*What you need to do*. Using the data that follows, return exactly the lines from the one that contains "filename crates/entitrack_testkit/src/lib.rs" through the one that contains "pub use generators::*;", ends included.

*Data in this exercise*.
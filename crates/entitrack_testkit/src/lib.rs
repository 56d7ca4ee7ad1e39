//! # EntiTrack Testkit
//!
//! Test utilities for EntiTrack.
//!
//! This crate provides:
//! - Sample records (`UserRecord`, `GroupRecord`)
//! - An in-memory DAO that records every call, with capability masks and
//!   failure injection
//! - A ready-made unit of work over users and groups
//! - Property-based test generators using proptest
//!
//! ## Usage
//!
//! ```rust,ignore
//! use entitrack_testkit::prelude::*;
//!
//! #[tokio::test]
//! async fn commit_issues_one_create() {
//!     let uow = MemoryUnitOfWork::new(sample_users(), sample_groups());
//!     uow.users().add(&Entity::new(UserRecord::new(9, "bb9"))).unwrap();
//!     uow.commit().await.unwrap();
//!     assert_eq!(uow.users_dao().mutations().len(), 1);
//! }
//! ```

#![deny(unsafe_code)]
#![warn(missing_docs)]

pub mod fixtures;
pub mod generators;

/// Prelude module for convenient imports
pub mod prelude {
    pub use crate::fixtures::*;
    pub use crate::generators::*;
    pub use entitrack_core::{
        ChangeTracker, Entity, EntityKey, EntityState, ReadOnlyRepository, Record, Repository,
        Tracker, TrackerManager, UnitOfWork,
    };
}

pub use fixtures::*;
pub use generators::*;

...

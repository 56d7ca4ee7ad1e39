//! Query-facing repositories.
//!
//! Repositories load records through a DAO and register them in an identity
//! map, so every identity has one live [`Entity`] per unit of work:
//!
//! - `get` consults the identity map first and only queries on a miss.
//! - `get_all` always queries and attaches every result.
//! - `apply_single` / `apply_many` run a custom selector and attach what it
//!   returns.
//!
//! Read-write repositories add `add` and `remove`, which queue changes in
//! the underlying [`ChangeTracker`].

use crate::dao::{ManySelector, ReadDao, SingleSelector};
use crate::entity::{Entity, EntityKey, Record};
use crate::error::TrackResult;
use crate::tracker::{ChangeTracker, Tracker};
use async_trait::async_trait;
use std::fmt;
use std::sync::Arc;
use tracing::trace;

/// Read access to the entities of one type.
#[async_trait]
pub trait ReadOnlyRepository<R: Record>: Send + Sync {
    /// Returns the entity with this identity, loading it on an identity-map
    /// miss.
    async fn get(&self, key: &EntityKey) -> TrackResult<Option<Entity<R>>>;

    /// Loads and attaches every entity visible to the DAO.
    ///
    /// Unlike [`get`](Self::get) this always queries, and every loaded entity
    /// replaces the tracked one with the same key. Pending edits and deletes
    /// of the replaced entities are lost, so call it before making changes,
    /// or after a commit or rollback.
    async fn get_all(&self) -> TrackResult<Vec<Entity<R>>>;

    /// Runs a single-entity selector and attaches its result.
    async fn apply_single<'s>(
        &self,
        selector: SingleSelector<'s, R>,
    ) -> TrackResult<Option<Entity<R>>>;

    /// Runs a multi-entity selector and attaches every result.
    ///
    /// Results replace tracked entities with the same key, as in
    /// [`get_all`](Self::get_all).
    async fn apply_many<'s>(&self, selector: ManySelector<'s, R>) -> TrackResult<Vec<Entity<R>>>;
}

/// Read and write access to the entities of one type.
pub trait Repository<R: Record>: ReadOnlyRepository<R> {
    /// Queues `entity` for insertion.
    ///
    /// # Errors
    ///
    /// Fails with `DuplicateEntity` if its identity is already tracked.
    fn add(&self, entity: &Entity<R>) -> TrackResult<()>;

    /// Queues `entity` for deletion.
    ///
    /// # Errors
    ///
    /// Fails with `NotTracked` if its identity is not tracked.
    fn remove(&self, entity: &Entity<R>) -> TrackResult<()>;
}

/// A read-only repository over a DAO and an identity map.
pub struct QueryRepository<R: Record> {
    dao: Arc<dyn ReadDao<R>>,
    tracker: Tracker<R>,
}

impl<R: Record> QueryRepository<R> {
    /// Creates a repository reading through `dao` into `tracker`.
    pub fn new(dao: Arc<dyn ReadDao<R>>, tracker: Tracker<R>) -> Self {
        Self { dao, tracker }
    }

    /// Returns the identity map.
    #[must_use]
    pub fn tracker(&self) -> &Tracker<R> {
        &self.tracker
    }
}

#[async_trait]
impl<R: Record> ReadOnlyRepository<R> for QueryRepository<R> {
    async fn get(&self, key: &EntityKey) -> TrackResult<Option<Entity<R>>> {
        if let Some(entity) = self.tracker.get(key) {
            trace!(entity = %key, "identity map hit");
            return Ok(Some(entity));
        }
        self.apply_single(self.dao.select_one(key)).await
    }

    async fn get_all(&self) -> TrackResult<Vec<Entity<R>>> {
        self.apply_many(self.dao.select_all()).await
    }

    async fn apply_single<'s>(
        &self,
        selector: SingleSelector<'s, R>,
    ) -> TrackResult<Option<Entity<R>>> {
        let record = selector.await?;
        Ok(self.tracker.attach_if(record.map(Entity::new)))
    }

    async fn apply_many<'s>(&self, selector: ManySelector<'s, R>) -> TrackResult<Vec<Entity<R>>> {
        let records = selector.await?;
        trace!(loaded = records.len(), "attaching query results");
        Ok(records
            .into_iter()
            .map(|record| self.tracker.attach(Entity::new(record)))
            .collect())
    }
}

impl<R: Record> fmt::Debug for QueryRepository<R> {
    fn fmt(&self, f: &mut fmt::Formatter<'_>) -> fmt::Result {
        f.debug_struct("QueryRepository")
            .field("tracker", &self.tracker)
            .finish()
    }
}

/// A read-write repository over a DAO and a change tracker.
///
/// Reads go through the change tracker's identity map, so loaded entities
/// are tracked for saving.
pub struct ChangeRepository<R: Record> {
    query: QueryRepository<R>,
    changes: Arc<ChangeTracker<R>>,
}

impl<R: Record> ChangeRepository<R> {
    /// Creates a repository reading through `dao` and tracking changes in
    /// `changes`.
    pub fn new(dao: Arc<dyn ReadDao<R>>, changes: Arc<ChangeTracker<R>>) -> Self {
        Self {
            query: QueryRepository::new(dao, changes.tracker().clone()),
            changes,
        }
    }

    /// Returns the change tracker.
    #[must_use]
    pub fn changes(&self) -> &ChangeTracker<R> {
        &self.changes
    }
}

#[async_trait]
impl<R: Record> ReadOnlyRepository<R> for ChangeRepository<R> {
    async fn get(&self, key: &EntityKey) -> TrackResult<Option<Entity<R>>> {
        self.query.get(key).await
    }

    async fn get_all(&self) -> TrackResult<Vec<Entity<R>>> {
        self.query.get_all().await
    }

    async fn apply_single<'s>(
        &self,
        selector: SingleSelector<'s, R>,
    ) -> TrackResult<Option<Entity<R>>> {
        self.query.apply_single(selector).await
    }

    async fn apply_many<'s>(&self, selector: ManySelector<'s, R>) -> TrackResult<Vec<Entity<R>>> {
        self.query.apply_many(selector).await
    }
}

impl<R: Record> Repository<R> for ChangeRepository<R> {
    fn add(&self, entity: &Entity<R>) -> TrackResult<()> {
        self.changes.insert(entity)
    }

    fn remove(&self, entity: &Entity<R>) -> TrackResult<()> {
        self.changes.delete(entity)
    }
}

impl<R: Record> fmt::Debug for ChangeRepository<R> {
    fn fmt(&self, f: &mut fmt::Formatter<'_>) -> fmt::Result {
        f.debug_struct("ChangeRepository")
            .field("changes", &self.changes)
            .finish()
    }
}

*Result of this task*.
filename crates/entitrack_testkit/src/lib.rs
repository 56d7ca4ee7ad1e39
//! # EntiTrack Testkit
//!
//! Test utilities for EntiTrack.
//!
//! This crate provides:
//! - Sample records (`UserRecord`, `GroupRecord`)
//! - An in-memory DAO that records every call, with capability masks and
//!   failure injection
//! - A ready-made unit of work over users and groups
//! - Property-based test generators using proptest
//!
//! ## Usage
//!
//! ```rust,ignore
//! use entitrack_testkit::prelude::*;
//!
//! #[tokio::test]
//! async fn commit_issues_one_create() {
//!     let uow = MemoryUnitOfWork::new(sample_users(), sample_groups());
//!     uow.users().add(&Entity::new(UserRecord::new(9, "bb9"))).unwrap();
//!     uow.commit().await.unwrap();
//!     assert_eq!(uow.users_dao().mutations().len(), 1);
//! }
//! ```

#![deny(unsafe_code)]
#![warn(missing_docs)]

pub mod fixtures;
pub mod generators;

/// Prelude module for convenient imports
pub mod prelude {
    pub use crate::fixtures::*;
    pub use crate::generators::*;
    pub use entitrack_core::{
        ChangeTracker, Entity, EntityKey, EntityState, ReadOnlyRepository, Record, Repository,
        Tracker, TrackerManager, UnitOfWork,
    };
}

pub use fixtures::*;
pub use generators::*;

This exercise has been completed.